I'll continue using the original mscorlin assembly, all i want is to
have more types which will all have different names then they had in
the original mscorlib assembly and they will be added with some
utility fields.
I already succeed in doing that and i was able to build a valid
assembly except for one last thing that i can't seem to resolve.
The Class System.Object is also defined in mscorlib and it doesn't
extend any class. If i try to use this modified assembly in a freash
VS project then it succeed to build it but when running i get an
excpetion that he can't load the modified System.Object Class (which
has of course a different name then that in the modified assembly). I
tried to modeify this Class also to extend the original System.Object
Class from mscorlib but when i do SaveAssembly it isn't saved and the
Class remain as "BaseType - null".
Can anyone understand why i can't extend this modified Class?
On Oct 31, 1:14 pm, "Lotfi Gheribi" <[EMAIL PROTECTED]> wrote:
> All the primitives : int8/16/32/64, uint8/16/32/64, float32/64, (unsigned)
> native int, string, typedref, object, arrays are for sure special classes.
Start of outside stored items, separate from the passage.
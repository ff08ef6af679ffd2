//! crossterm implementation of the engine's [`UiShell`].
//!
//! The shell only stores what the engine tells it; [`TerminalShell::render`]
//! lays that state out for a given terminal size.
//!
//! ```text
//! tasktop  Memory [██████░░░░░░░░░░] 41.3%  6.61 / 16.00 GiB
//! [ ] Hide system processes  [x] Hide inaccessible processes  Search: fire
//!     PID  NAME                 USER          MEM (MiB)   MEM %  CPU %  DISK I/O
//! *  4211  firefox              alice            1024.0     6.3    2.0   1.2 MiB
//! Ready - Last updated: 12:00:01 | Total Processes: 312
//! ```

use crate::frame::{fit, fit_right, hex_color, Frame, Line, Span, Style};
use crossterm::style::Color;
use std::collections::BTreeSet;
use std::io::{self, Write};
use tasktop_core::{
    Checkbox, ContextAction, FocusRegion, Key, MemorySample, Row, RowTint, UiShell, GIB, MIB,
};

/// Rows above the table: title, filters, header.
const HEADER_LINES: usize = 3;
/// Rows below the table: status.
const FOOTER_LINES: usize = 1;
/// Cells in the memory gauge bar.
const GAUGE_CELLS: usize = 20;

const PID_W: usize = 7;
const USER_W: usize = 12;
const MEM_W: usize = 10;
const PCT_W: usize = 7;
const IO_W: usize = 10;
const MIN_NAME_W: usize = 8;

const TINT_HIGH: Color = Color::Rgb { r: 90, g: 30, b: 30 };
const TINT_MEDIUM: Color = Color::Rgb { r: 90, g: 70, b: 20 };
const ACCENT: Color = Color::Rgb {
    r: 100,
    g: 200,
    b: 255,
};

/// Result of a key sent to the text entry prompt.
#[derive(Debug, Clone, PartialEq, Eq)]
pub enum TextEntryOutcome {
    /// Still editing.
    Editing,
    /// Accepted with this text.
    Commit(String),
    /// Abandoned.
    Cancelled,
}

/// Terminal presentation state.
#[derive(Debug, Clone)]
pub struct TerminalShell {
    rows: Vec<Row>,
    scroll: usize,
    cursor: usize,
    viewport: usize,
    selection: BTreeSet<u32>,
    focused: FocusRegion,
    checkboxes: [bool; 2],
    search_text: String,
    status: String,
    memory: Option<MemorySample>,
    menu: Vec<ContextAction>,
    menu_cursor: Option<usize>,
    message: Option<(String, String)>,
    text_entry: Option<String>,
    batch_depth: usize,
    dirty: bool,
    color: bool,
}

impl Default for TerminalShell {
    fn default() -> Self {
        Self::new(true)
    }
}
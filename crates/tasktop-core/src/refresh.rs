//! Table rebuild that keeps the user's place.
//!
//! Rows are rebuilt in full every tick inside a batch so the shell does not
//! emit per-row selection callbacks. Selected pids that survived the tick
//! stay selected and the rest are dropped; the scroll offset is restored and
//! clamped to the new row count.

use crate::sample::ProcessSample;
use crate::traits::UiShell;
use serde::{Deserialize, Serialize};
use std::collections::BTreeSet;

/// Background tint for a row, by memory share.
#[derive(Debug, Clone, Copy, PartialEq, Eq, Serialize, Deserialize)]
pub enum RowTint {
    /// 5% or less.
    None,
    /// Above 5%.
    Medium,
    /// Above 10%.
    High,
}

impl RowTint {
    /// Tint for a memory percent.
    pub fn from_memory_percent(percent: f64) -> Self {
        if percent > 10.0 {
            Self::High
        } else if percent > 5.0 {
            Self::Medium
        } else {
            Self::None
        }
    }
}

/// A rendered table row.
#[derive(Debug, Clone, PartialEq, Serialize, Deserialize)]
pub struct Row {
    /// Process id.
    pub pid: u32,
    /// Process name.
    pub name: String,
    /// Owner account.
    pub owner: String,
    /// Resident memory in bytes.
    pub memory_bytes: u64,
    /// Share of total memory.
    pub memory_percent: f64,
    /// CPU percent.
    pub cpu_percent: f32,
    /// Disk I/O bytes.
    pub disk_io_bytes: u64,
    /// Background tint.
    pub tint: RowTint,
    /// Whether the row is selected.
    pub selected: bool,
}

impl Row {
    /// Build an unselected row from a sample.
    pub fn from_sample(sample: &ProcessSample) -> Self {
        Self {
            pid: sample.pid,
            name: sample.name.clone(),
            owner: sample.owner.clone(),
            memory_bytes: sample.memory_bytes,
            memory_percent: sample.memory_percent,
            cpu_percent: sample.cpu_percent,
            disk_io_bytes: sample.disk_io_bytes,
            tint: RowTint::from_memory_percent(sample.memory_percent),
            selected: false,
        }
    }
}

/// Row counts for the status line.
#[derive(Debug, Clone, Copy, PartialEq, Eq, Default)]
pub struct StatusSummary {
    /// Rows displayed.
    pub shown: usize,
    /// Processes passing the filters.
    pub matched: usize,
    /// Processes in the snapshot.
    pub total: usize,
}

impl StatusSummary {
    /// Status text stamped with `time` (`HH:MM:SS`). When the row limit
    /// cuts the list, both the matched and total counts are shown.
    pub fn message(&self, time: &str) -> String {
        if self.shown == self.total {
            format!(
                "Ready - Last updated: {time} | Total Processes: {}",
                self.total
            )
        } else if self.shown < self.matched {
            format!(
                "Ready - Last updated: {time} | Showing {} of {} matching ({} total)",
                self.shown, self.matched, self.total
            )
        } else {
            format!(
                "Ready - Last updated: {time} | Showing {} of {} processes",
                self.shown, self.total
            )
        }
    }
}

/// Rows and selection produced by one rebuild.
#[derive(Debug, Clone, PartialEq)]
pub struct Rebuild {
    /// Rows in display order.
    pub rows: Vec<Row>,
    /// Surviving selection.
    pub selection: BTreeSet<u32>,
}

/// Build rows from ordered samples, keeping at most `limit` (0 = all), and
/// carry over the selected pids still on screen.
pub fn rebuild(ordered: &[ProcessSample], prior: &BTreeSet<u32>, limit: usize) -> Rebuild {
    let take = if limit == 0 { ordered.len() } else { limit };
    let mut selection = BTreeSet::new();
    let rows = ordered
        .iter()
        .take(take)
        .map(|sample| {
            let mut row = Row::from_sample(sample);
            if prior.contains(&sample.pid) {
                row.selected = true;
                selection.insert(sample.pid);
            }
            row
        })
        .collect();
    Rebuild { rows, selection }
}

/// Clamp a scroll offset to `row_count` rows.
pub fn clamp_scroll(offset: usize, row_count: usize) -> usize {
    offset.min(row_count.saturating_sub(1))
}

/// Applies ordered samples to a [`UiShell`].
#[derive(Debug, Clone)]
pub struct RefreshController {
    row_limit: usize,
}

impl Default for RefreshController {
    fn default() -> Self {
        Self::new(0)
    }
}

impl RefreshController {
    /// Create a controller showing at most `row_limit` rows (0 = all).
    #[must_use]
    pub fn new(row_limit: usize) -> Self {
        Self { row_limit }
    }

    /// Row cap.
    pub fn row_limit(&self) -> usize {
        self.row_limit
    }

    /// Rebuild the shell's table from `ordered` (already filtered and
    /// sorted), where `total` is the unfiltered process count.
    pub fn refresh(
        &self,
        shell: &mut dyn UiShell,
        ordered: &[ProcessSample],
        total: usize,
    ) -> (Rebuild, StatusSummary) {
        let prior_selection = shell.selection();
        let prior_scroll = shell.scroll_offset();

        let rebuilt = rebuild(ordered, &prior_selection, self.row_limit);

        shell.begin_batch();
        shell.set_rows(&rebuilt.rows);
        shell.set_selection(&rebuilt.selection);
        shell.end_batch();
        shell.set_scroll_offset(clamp_scroll(prior_scroll, rebuilt.rows.len()));

        let dropped = prior_selection.len() - rebuilt.selection.len();
        if dropped > 0 {
            tracing::debug!(dropped, "stale pids dropped from selection");
        }

        let summary = StatusSummary {
            shown: rebuilt.rows.len(),
            matched: ordered.len(),
            total,
        };
        (rebuilt, summary)
    }
}
//! Filter and sort pipeline.
//!
//! Filters run in a fixed order (hide-system, hide-inaccessible, search) and
//! each is a pure predicate, so the pipeline is idempotent. The final order
//! is memory descending with pid ascending as tie-break, a total order.

use crate::sample::{ProcessSample, Snapshot};
use serde::{Deserialize, Serialize};
use std::cmp::Ordering;

/// Pids always treated as system processes.
pub const SYSTEM_PIDS: [u32; 3] = [0, 1, 2];

/// Privileged accounts, compared case-insensitively.
pub const PRIVILEGED_OWNERS: &[&str] = &[
    "root",
    "system",
    "local service",
    "network service",
    "localservice",
    "networkservice",
    "nt authority\\system",
    "nt authority\\local service",
    "nt authority\\network service",
];

/// User-controlled filter inputs, read fresh every tick.
#[derive(Debug, Clone, Default, PartialEq, Eq, Serialize, Deserialize)]
pub struct FilterState {
    /// Hide pids 0-2 and processes owned by privileged accounts.
    pub hide_system_processes: bool,
    /// Hide processes whose executable directory cannot be read.
    pub hide_inaccessible_processes: bool,
    /// Case-insensitive name substring; empty matches everything.
    pub search_query: String,
}

impl FilterState {
    /// Active filters in application order.
    pub fn filters(&self) -> Vec<Filter> {
        let mut filters = Vec::with_capacity(3);
        if self.hide_system_processes {
            filters.push(Filter::HideSystem);
        }
        if self.hide_inaccessible_processes {
            filters.push(Filter::HideInaccessible);
        }
        if !self.search_query.is_empty() {
            filters.push(Filter::Search(self.search_query.to_lowercase()));
        }
        filters
    }

    /// Whether any filter would remove rows.
    pub fn is_active(&self) -> bool {
        !self.filters().is_empty()
    }
}

/// A single row predicate.
#[derive(Debug, Clone, PartialEq, Eq)]
pub enum Filter {
    /// Drop system processes.
    HideSystem,
    /// Drop inaccessible processes.
    HideInaccessible,
    /// Keep names containing this lowercase needle.
    Search(String),
}

impl Filter {
    /// Whether `sample` survives this filter.
    pub fn keep(&self, sample: &ProcessSample) -> bool {
        match self {
            Self::HideSystem => !is_system_process(sample),
            Self::HideInaccessible => sample.accessible,
            Self::Search(needle) => sample.name.to_lowercase().contains(needle.as_str()),
        }
    }
}

/// Pid 0-2 or an owner in [`PRIVILEGED_OWNERS`].
pub fn is_system_process(sample: &ProcessSample) -> bool {
    if SYSTEM_PIDS.contains(&sample.pid) {
        return true;
    }
    let owner = sample.owner.trim().to_lowercase();
    PRIVILEGED_OWNERS.iter().any(|p| *p == owner)
}

/// Case-insensitive substring match on the name; empty query matches.
pub fn matches_search(sample: &ProcessSample, query: &str) -> bool {
    query.is_empty() || Filter::Search(query.to_lowercase()).keep(sample)
}

/// Memory descending, then pid ascending.
pub fn compare_samples(a: &ProcessSample, b: &ProcessSample) -> Ordering {
    b.memory_bytes
        .cmp(&a.memory_bytes)
        .then_with(|| a.pid.cmp(&b.pid))
}

/// Sort in display order.
pub fn sort_samples(samples: &mut [ProcessSample]) {
    samples.sort_by(compare_samples);
}

/// Filter then sort a sample slice.
pub fn apply_to(samples: &[ProcessSample], filter: &FilterState) -> Vec<ProcessSample> {
    let filters = filter.filters();
    let mut kept: Vec<ProcessSample> = samples
        .iter()
        .filter(|s| filters.iter().all(|f| f.keep(s)))
        .cloned()
        .collect();
    sort_samples(&mut kept);
    kept
}

/// Filter then sort the processes of a snapshot.
pub fn apply(snapshot: &Snapshot, filter: &FilterState) -> Vec<ProcessSample> {
    apply_to(&snapshot.processes, filter)
}

#[cfg(test)]
mod tests {
    use super::*;
    use proptest::prelude::*;

    fn sample(pid: u32, mem: u64) -> ProcessSample {
        ProcessSample::new(pid, "proc", mem)
    }

    fn pids(samples: &[ProcessSample]) -> Vec<u32> {
        samples.iter().map(|s| s.pid).collect()
    }

    #[test]
    fn test_sort_memory_desc_pid_asc() {
        let input = vec![sample(10, 50), sample(20, 80), sample(30, 80)];
        let out = apply_to(&input, &FilterState::default());
        assert_eq!(pids(&out), vec![20, 30, 10]);
    }

    #[test]
    fn test_sort_independent_of_input_order() {
        let a = vec![sample(30, 80), sample(10, 50), sample(20, 80)];
        let b = vec![sample(20, 80), sample(30, 80), sample(10, 50)];
        let f = FilterState::default();
        assert_eq!(apply_to(&a, &f), apply_to(&b, &f));
    }

    #[test]
    fn test_system_by_pid() {
        for pid in SYSTEM_PIDS {
            assert!(is_system_process(&sample(pid, 0)));
        }
        assert!(!is_system_process(&sample(3, 0)));
    }

    #[test]
    fn test_system_by_owner_case_insensitive() {
        assert!(is_system_process(&sample(400, 0).with_owner("root")));
        assert!(is_system_process(&sample(400, 0).with_owner("ROOT")));
        assert!(is_system_process(
            &sample(400, 0).with_owner("NT AUTHORITY\\SYSTEM")
        ));
        assert!(is_system_process(&sample(400, 0).with_owner("Local Service")));
        assert!(!is_system_process(&sample(400, 0).with_owner("alice")));
        assert!(!is_system_process(&sample(400, 0).with_owner("rooter")));
    }

    #[test]
    fn test_hide_system_example() {
        let input = vec![
            sample(1, 10),
            sample(500, 20).with_owner("root"),
            sample(600, 30).with_owner("alice"),
        ];
        let f = FilterState {
            hide_system_processes: true,
            ..Default::default()
        };
        assert_eq!(pids(&apply_to(&input, &f)), vec![600]);
    }

    #[test]
    fn test_hide_inaccessible() {
        let input = vec![
            sample(10, 10).with_accessible(false),
            sample(11, 10),
        ];
        let f = FilterState {
            hide_inaccessible_processes: true,
            ..Default::default()
        };
        assert_eq!(pids(&apply_to(&input, &f)), vec![11]);
    }

    #[test]
    fn test_search_case_insensitive_substring() {
        let input = vec![
            ProcessSample::new(1, "FireFox", 1),
            ProcessSample::new(2, "bash", 1),
        ];
        let f = FilterState {
            search_query: "fox".to_string(),
            ..Default::default()
        };
        assert_eq!(pids(&apply_to(&input, &f)), vec![1]);
        assert!(matches_search(&input[0], "FIRE"));
        assert!(matches_search(&input[1], ""));
    }

    #[test]
    fn test_filters_order() {
        let f = FilterState {
            hide_system_processes: true,
            hide_inaccessible_processes: true,
            search_query: "Ab".to_string(),
        };
        assert_eq!(
            f.filters(),
            vec![
                Filter::HideSystem,
                Filter::HideInaccessible,
                Filter::Search("ab".to_string())
            ]
        );
        assert!(f.is_active());
        assert!(!FilterState::default().is_active());
    }

    fn arb_sample() -> impl Strategy<Value = ProcessSample> {
        (
            0u32..1000,
            0u64..1000,
            prop::sample::select(vec!["root", "alice", "SYSTEM", ""]),
            prop::sample::select(vec!["bash", "Xorg", "firefox", "sshd"]),
            any::<bool>(),
        )
            .prop_map(|(pid, mem, owner, name, accessible)| {
                ProcessSample::new(pid, name, mem)
                    .with_owner(owner)
                    .with_accessible(accessible)
            })
    }

    fn arb_filter() -> impl Strategy<Value = FilterState> {
        (
            any::<bool>(),
            any::<bool>(),
            prop::sample::select(vec!["", "s", "X", "fire"]),
        )
            .prop_map(|(sys, inacc, q)| FilterState {
                hide_system_processes: sys,
                hide_inaccessible_processes: inacc,
                search_query: q.to_string(),
            })
    }

    proptest! {
        #[test]
        fn prop_apply_idempotent(samples in proptest::collection::vec(arb_sample(), 0..60), f in arb_filter()) {
            let once = apply_to(&samples, &f);
            let twice = apply_to(&once, &f);
            prop_assert_eq!(once, twice);
        }

        #[test]
        fn prop_sort_deterministic(samples in proptest::collection::vec(arb_sample(), 0..60)) {
            let snap = Snapshot::new(crate::sample::MemorySample::default(), samples);
            let mut reversed = snap.processes.clone();
            reversed.reverse();
            let f = FilterState::default();
            prop_assert_eq!(apply_to(&snap.processes, &f), apply_to(&reversed, &f));
        }

        #[test]
        fn prop_sorted_output_is_ordered(samples in proptest::collection::vec(arb_sample(), 0..60), f in arb_filter()) {
            let out = apply_to(&samples, &f);
            for pair in out.windows(2) {
                prop_assert_ne!(compare_samples(&pair[0], &pair[1]), Ordering::Greater);
            }
        }
    }
}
> Even if they got no explicit unmanaged method associated with them, the JIT
> will treat them in a special manner. You cannot just change them. int32 is
> supposed to be 32 bits, no more ! For instance, every add operation on
> integers would be compiled into a special instruction into the CIL (MSIL)
> code.
>
> But for classes such as ArrayList, List<> and so forth there should be no
> prb (assuming the CLR would let you load the patched mscorlib assembly)
>
> I think instead of changing the mscorlib assembly (which may not be allowed
> by Microsoft), you should rethink your problem.
>
> A solution that might work (but very hard to implement) would be to declare
> a generic type
>
> MySpecialType<T>
> {
> Field _Item :T
> Field myAddedField : int (or any type you want)
>
> }
>
> than you should change every reference to a string, for instance, into a
> reference to MySpecialType<string>.
> Again, this solution would be very hard to implement.